• Goal of the exercise
Copy the records below word for word, leaving out nothing.

————

// SPDX-License-Identifier: BUSL-1.1
// Copyright (c) 2026 Alfred Jean LLC

//! Staleness check and field-by-field merge of one update into a record.

use deck_core::{AgentRecord, AgentStatus, AgentUpdate};

/// How an update compares to the record it targets
#[derive(Debug, Clone, Copy, PartialEq, Eq)]
pub(crate) enum Freshness {
    Newer,
    Stale,
    Invalid { from: AgentStatus, to: AgentStatus },
}

/// Decide whether `update` carries anything `current` does not.
///
/// A status the record cannot reach going forward is invalid regardless of
/// revision. Otherwise, with a revision on both sides the revision decides.
/// Without one, the update must differ structurally: a log line past the
/// last known timestamp, a forward status, more progress in the same status,
/// a different task tree, or a value for a one-time field still unset.
pub(crate) fn freshness(current: &AgentRecord, update: &AgentUpdate) -> Freshness {
    let invalid = update
        .status
        .filter(|&to| to != current.status && !current.status.can_reach(to))
        .map(|to| Freshness::Invalid { from: current.status, to });

    if let (Some(incoming), Some(known)) = (update.revision, current.revision) {
        if incoming <= known {
            return Freshness::Stale;
        }
        return invalid.unwrap_or(Freshness::Newer);
    }
    if let Some(invalid) = invalid {
        return invalid;
    }

    let forward = update.status.is_some_and(|to| current.status.can_reach(to));
    let same_status = update.status.map_or(true, |to| to == current.status);
    let more_progress =
        same_status && update.progress.is_some_and(|p| p.min(100) > current.progress);

    let new_tree = update.tasks.as_ref().is_some_and(|tasks| *tasks != current.tasks);

    if forward
        || more_progress
        || new_tree
        || fills_unset(current, update)
        || current.logs.has_newer(&update.logs)
    {
        Freshness::Newer
    } else {
        Freshness::Stale
    }
}

/// Whether `update` sets branch, PR link or the terminal payload for the
/// first time
fn fills_unset(current: &AgentRecord, update: &AgentUpdate) -> bool {
    let status = update.status.unwrap_or(current.status);
    let fills = |known: &Option<String>, incoming: &Option<String>| {
        known.is_none() && incoming.is_some()
    };
    fills(&current.branch, &update.branch)
        || fills(&current.pr_url, &update.pr_url)
        || (status == AgentStatus::Failed && fills(&current.error, &update.error))
        || (status == AgentStatus::Completed
            && fills(&current.result_summary, &update.result_summary))
}

/// Merge a newer `update` into a copy of `current`.
///
/// `cancelling` marks an agent with a cancel request in flight, so that a
/// failure it ends in reads as a cancellation.
pub(crate) fn merge(
    current: &AgentRecord,
    update: AgentUpdate,
    now_ms: u64,
    cancelling: bool,
) -> AgentRecord {
    let mut next = current.clone();
    let status = update.status.unwrap_or(current.status);
    let entering_terminal = status.is_terminal() && !current.status.is_terminal();
    next.status = status;

    if let Some(progress) = update.progress {
        let progress = progress.min(100);
        next.progress = if status.is_terminal() { progress } else { next.progress.max(progress) };
    }
    if let Some(tasks) = update.tasks {
        next.tasks = tasks;
    }
    next.logs.append_after(update.logs);

    if next.branch.is_none() {
        next.branch = update.branch;
    }
    if next.pr_url.is_none() {
        next.pr_url = update.pr_url;
    }
    if next.started_at_ms.is_none() {
        next.started_at_ms = update
            .started_at_ms
            .or_else(|| (status == AgentStatus::Running).then_some(now_ms));
    }
    if entering_terminal {
        next.completed_at_ms = Some(update.completed_at_ms.unwrap_or(now_ms));
    }

    next.error = match status {
        AgentStatus::Failed => update.error.or(next.error),
        _ => None,
    };
    if status == AgentStatus::Failed && entering_terminal && cancelling {
        next.error = Some(cancel_marker(next.error.take()));
    }
    next.result_summary = match status {
        AgentStatus::Completed => update.result_summary.or(next.result_summary),
        _ => None,
    };

    next.revision = next.revision.max(update.revision);
    next
}

fn cancel_marker(error: Option<String>) -> String {
    match error {
        None => "cancelled".to_string(),
        Some(e) if e.starts_with("cancelled") => e,
        Some(e) => format!("cancelled: {e}"),
    }
}

#[cfg(test)]
#[path = "merge_tests.rs"]
mod tests;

————

• Response to the task
// SPDX-License-Identifier: BUSL-1.1
// Copyright (c) 2026 Alfred Jean LLC

//! Staleness check and field-by-field merge of one update into a record.

use deck_core::{AgentRecord, AgentStatus, AgentUpdate};

/// How an update compares to the record it targets
#[derive(Debug, Clone, Copy, PartialEq, Eq)]
pub(crate) enum Freshness {
    Newer,
    Stale,
    Invalid { from: AgentStatus, to: AgentStatus },
}

/// Decide whether `update` carries anything `current` does not.
///
/// A status the record cannot reach going forward is invalid regardless of
/// revision. Otherwise, with a revision on both sides the revision decides.
/// Without one, the update must differ structurally: a log line past the
/// last known timestamp, a forward status, more progress in the same status,
/// a different task tree, or a value for a one-time field still unset.
pub(crate) fn freshness(current: &AgentRecord, update: &AgentUpdate) -> Freshness {
    let invalid = update
        .status
        .filter(|&to| to != current.status && !current.status.can_reach(to))
        .map(|to| Freshness::Invalid { from: current.status, to });

    if let (Some(incoming), Some(known)) = (update.revision, current.revision) {
        if incoming <= known {
            return Freshness::Stale;
        }
        return invalid.unwrap_or(Freshness::Newer);
    }
    if let Some(invalid) = invalid {
        return invalid;
    }

    let forward = update.status.is_some_and(|to| current.status.can_reach(to));
    let same_status = update.status.map_or(true, |to| to == current.status);
    let more_progress =
        same_status && update.progress.is_some_and(|p| p.min(100) > current.progress);

    let new_tree = update.tasks.as_ref().is_some_and(|tasks| *tasks != current.tasks);

    if forward
        || more_progress
        || new_tree
        || fills_unset(current, update)
        || current.logs.has_newer(&update.logs)
    {
        Freshness::Newer
    } else {
        Freshness::Stale
    }
}

/// Whether `update` sets branch, PR link or the terminal payload for the
/// first time
fn fills_unset(current: &AgentRecord, update: &AgentUpdate) -> bool {
    let status = update.status.unwrap_or(current.status);
    let fills = |known: &Option<String>, incoming: &Option<String>| {
        known.is_none() && incoming.is_some()
    };
    fills(&current.branch, &update.branch)
        || fills(&current.pr_url, &update.pr_url)
        || (status == AgentStatus::Failed && fills(&current.error, &update.error))
        || (status == AgentStatus::Completed
            && fills(&current.result_summary, &update.result_summary))
}

/// Merge a newer `update` into a copy of `current`.
///
/// `cancelling` marks an agent with a cancel request in flight, so that a
/// failure it ends in reads as a cancellation.
pub(crate) fn merge(
    current: &AgentRecord,
    update: AgentUpdate,
    now_ms: u64,
    cancelling: bool,
) -> AgentRecord {
    let mut next = current.clone();
    let status = update.status.unwrap_or(current.status);
    let entering_terminal = status.is_terminal() && !current.status.is_terminal();
    next.status = status;

    if let Some(progress) = update.progress {
        let progress = progress.min(100);
        next.progress = if status.is_terminal() { progress } else { next.progress.max(progress) };
    }
    if let Some(tasks) = update.tasks {
        next.tasks = tasks;
    }
    next.logs.append_after(update.logs);

    if next.branch.is_none() {
        next.branch = update.branch;
    }
    if next.pr_url.is_none() {
        next.pr_url = update.pr_url;
    }
    if next.started_at_ms.is_none() {
        next.started_at_ms = update
            .started_at_ms
            .or_else(|| (status == AgentStatus::Running).then_some(now_ms));
    }
    if entering_terminal {
        next.completed_at_ms = Some(update.completed_at_ms.unwrap_or(now_ms));
    }

    next.error = match status {
        AgentStatus::Failed => update.error.or(next.error),
        _ => None,
    };
    if status == AgentStatus::Failed && entering_terminal && cancelling {
        next.error = Some(cancel_marker(next.error.take()));
    }
    next.result_summary = match status {
        AgentStatus::Completed => update.result_summary.or(next.result_summary),
        _ => None,
    };

    next.revision = next.revision.max(update.revision);
    next
}

fn cancel_marker(error: Option<String>) -> String {
    match error {
        None => "cancelled".to_string(),
        Some(e) if e.starts_with("cancelled") => e,
        Some(e) => format!("cancelled: {e}"),
    }
}

#[cfg(test)]
#[path = "merge_tests.rs"]
mod tests;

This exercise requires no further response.